EDIT: More testing showed some Heisenbug behavior. When I explicitly set the processor affinity, then my application does not slow down on core #2. However, if it chooses to run on core #2 without an explicitly set processor affinity, then the application runs about 10% slower. That explains why my simple test cases did not show the same slowdown, as they all explicitly set the processor affinity. So, it looks like there is some process that likes to live on core #2, but it gets out of the way if the processor affinity is set.
Bottom Line: If you need to have an accurate benchmark of a single-threaded program on a multicore machine, then make sure to set the processor affinity.
You may have applications that have opted to be attached to the same processor(CPU Affinity).
Operating systems would often like to run on the same processor as they can have all their data cached on the same L1 cache. If you happen to run your process on the same core that your OS is doing a lot of its work on, you could experience the effect of a slowdown in your cpu performance.

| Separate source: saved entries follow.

//! Detection dry-run reporting
//!
//! A [`DetectionReport`] summarizes what a call would redact without minting
//! tokens. It carries offsets and counts only; matched literals never appear in it.

use crate::anonymization::models::{EngineWarning, Match};
use serde::{Deserialize, Serialize};
use std::collections::BTreeMap;

/// One span that would be redacted
#[derive(Debug, Clone, PartialEq, Eq, Serialize, Deserialize)]
pub struct DetectedSpan {
    pub entity_type: String,
    pub start: usize,
    pub end: usize,
}

/// Dry-run report for one piece of text
#[derive(Debug, Clone, Default, Serialize, Deserialize)]
pub struct DetectionReport {
    /// Entity types the call asked for, in caller order
    pub requested_types: Vec<String>,

    /// Total spans that would be redacted
    pub total_matches: usize,

    /// Spans per entity type
    pub matches_by_type: BTreeMap<String, usize>,

    /// Span offsets in position order
    pub spans: Vec<DetectedSpan>,

    /// Non-fatal diagnostics
    pub warnings: Vec<EngineWarning>,
}

impl DetectionReport {
    /// Build a report from resolved matches
    pub fn new(requested_types: Vec<String>, matches: &[Match], warnings: Vec<EngineWarning>) -> Self {
        let mut matches_by_type = BTreeMap::new();
        for m in matches {
            *matches_by_type.entry(m.entity_type.clone()).or_insert(0) += 1;
        }

        Self {
            requested_types,
            total_matches: matches.len(),
            matches_by_type,
            spans: matches
                .iter()
                .map(|m| DetectedSpan {
                    entity_type: m.entity_type.clone(),
                    start: m.start,
                    end: m.end,
                })
                .collect(),
            warnings,
        }
    }

    /// Format report for console output
    pub fn format_console(&self) -> String {
        let mut output = String::new();

        output.push('\n');
        output.push_str("═══════════════════════════════════════════════════════════════\n");
        output.push_str("                  REDACTION DRY-RUN REPORT                     \n");
        output.push_str("═══════════════════════════════════════════════════════════════\n");
        output.push('\n');

        output.push_str("📊 SUMMARY\n");
        output.push_str("───────────────────────────────────────────────────────────────\n");
        output.push_str(&format!(
            "  Entity Types Requested:      {}\n",
            self.requested_types.join(", ")
        ));
        output.push_str(&format!(
            "  Spans To Redact:             {}\n",
            self.total_matches
        ));
        output.push('\n');

        if !self.matches_by_type.is_empty() {
            output.push_str("🔍 SPANS BY ENTITY TYPE\n");
            output.push_str("───────────────────────────────────────────────────────────────\n");

            let mut types: Vec<_> = self.matches_by_type.iter().collect();
            types.sort_by(|a, b| b.1.cmp(a.1).then_with(|| a.0.cmp(b.0)));
            for (entity_type, count) in types {
                output.push_str(&format!("  {:30} {:>5}\n", entity_type, count));
            }
            output.push('\n');

            output.push_str("📍 SPAN OFFSETS\n");
            output.push_str("───────────────────────────────────────────────────────────────\n");
            for span in &self.spans {
                output.push_str(&format!(
                    "  {:30} {:>6}..{:<6}\n",
                    span.entity_type, span.start, span.end
                ));
            }
            output.push('\n');
        }

        if !self.warnings.is_empty() {
            output.push_str("⚠️  WARNINGS\n");
            output.push_str("───────────────────────────────────────────────────────────────\n");
            for warning in &self.warnings {
                output.push_str(&format!("  • {}\n", warning));
            }
            output.push('\n');
        }

        output.push_str("═══════════════════════════════════════════════════════════════\n");
        output
    }
}

#[cfg(test)]
mod tests {
    use super::*;

    fn sample_matches() -> Vec<Match> {
        vec![
            Match {
                entity_type: "DEFENDANT".to_string(),
                start: 4,
                end: 13,
                literal: "defendant".to_string(),
            },
            Match {
                entity_type: "DEFENDANT".to_string(),
                start: 14,
                end: 20,
                literal: "Chukwu".to_string(),
            },
            Match {
                entity_type: "WITNESS".to_string(),
                start: 34,
                end: 41,
                literal: "witness".to_string(),
            },
        ]
    }

    #[test]
    fn test_counts_by_type() {
        let report = DetectionReport::new(vec!["DEFENDANT".to_string()], &sample_matches(), vec![]);
        assert_eq!(report.total_matches, 3);
        assert_eq!(report.matches_by_type["DEFENDANT"], 2);
        assert_eq!(report.matches_by_type["WITNESS"], 1);
        assert_eq!(report.spans[1].start, 14);
    }

    #[test]
    fn test_report_never_contains_literals() {
        let report = DetectionReport::new(
            vec!["DEFENDANT".to_string(), "WITNESS".to_string()],
            &sample_matches(),
            vec![],
        );
        let console = report.format_console();
        let json = serde_json::to_string(&report).unwrap();
        for text in [console, json] {
            assert!(!text.contains("Chukwu"));
        }
    }

    #[test]
    fn test_console_lists_warnings() {
        let report = DetectionReport::new(
            vec!["JUDGE".to_string()],
            &[],
            vec![EngineWarning::UnknownEntityType {
                entity_type: "JUDGE".to_string(),
            }],
        );
        let console = report.format_console();
        assert!(console.contains("WARNINGS"));
        assert!(console.contains("unknown entity type 'JUDGE' ignored"));
        assert!(!console.contains("SPANS BY ENTITY TYPE"));
    }
}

It sounds like some process is wanting to stick to the same cpu. I doubt it's a hardware issue.
It doesn't necessarily have to be your OS doing the work, some other background daemon could be doing it.
Most modern cpu's have separate throttling of each cpu core due to overheating or power saving features. You may try to turn off power-saving or improve cooling. Or maybe your cpu is bad. On my i7 I get about 2-3 degrees different core temperatures of the 8 reported cores in "sensors". At full load there is still variation.
Another possibility is that the process is being migrated from one core to another while running. I'd suggest setting the CPU affinity to the 'slow' core and see if it's just as fast that way.
Years ago, before the days of multicore, I bought myself a dual-socket Athlon MP for 'web development'. Suddenly my Plone/Zope/Python web servers slowed to a crawl. A google search turned up that the CPython interpreter has a global interpreter lock, but Python threads are backed by OS threads. OS Threads were evenly distributed among the CPUs, but only one CPU can acquire the lock at a time, thus all the other processes had to wait.
Setting Zope's CPU affinity to any CPU fixed the problem.
I've observed something similar on my Haswel laptop. The system was quiet, no X running, just the terminal. Executing the same code with different numactl --physcpubin option gave exactly the same results on all cores, except one. I changed the frequency of the cores to Turbo, to other values, nothing helped. All cores were running with expected speed, except one which was always running slower than the others. That effect survived the reboot.
I rebooted the computer and turned off HyperThreading in the BIOS. When it came back online it was fine again. I then turned on HyperThreading and it is fine till now.
Bizzare. No idea what that could be.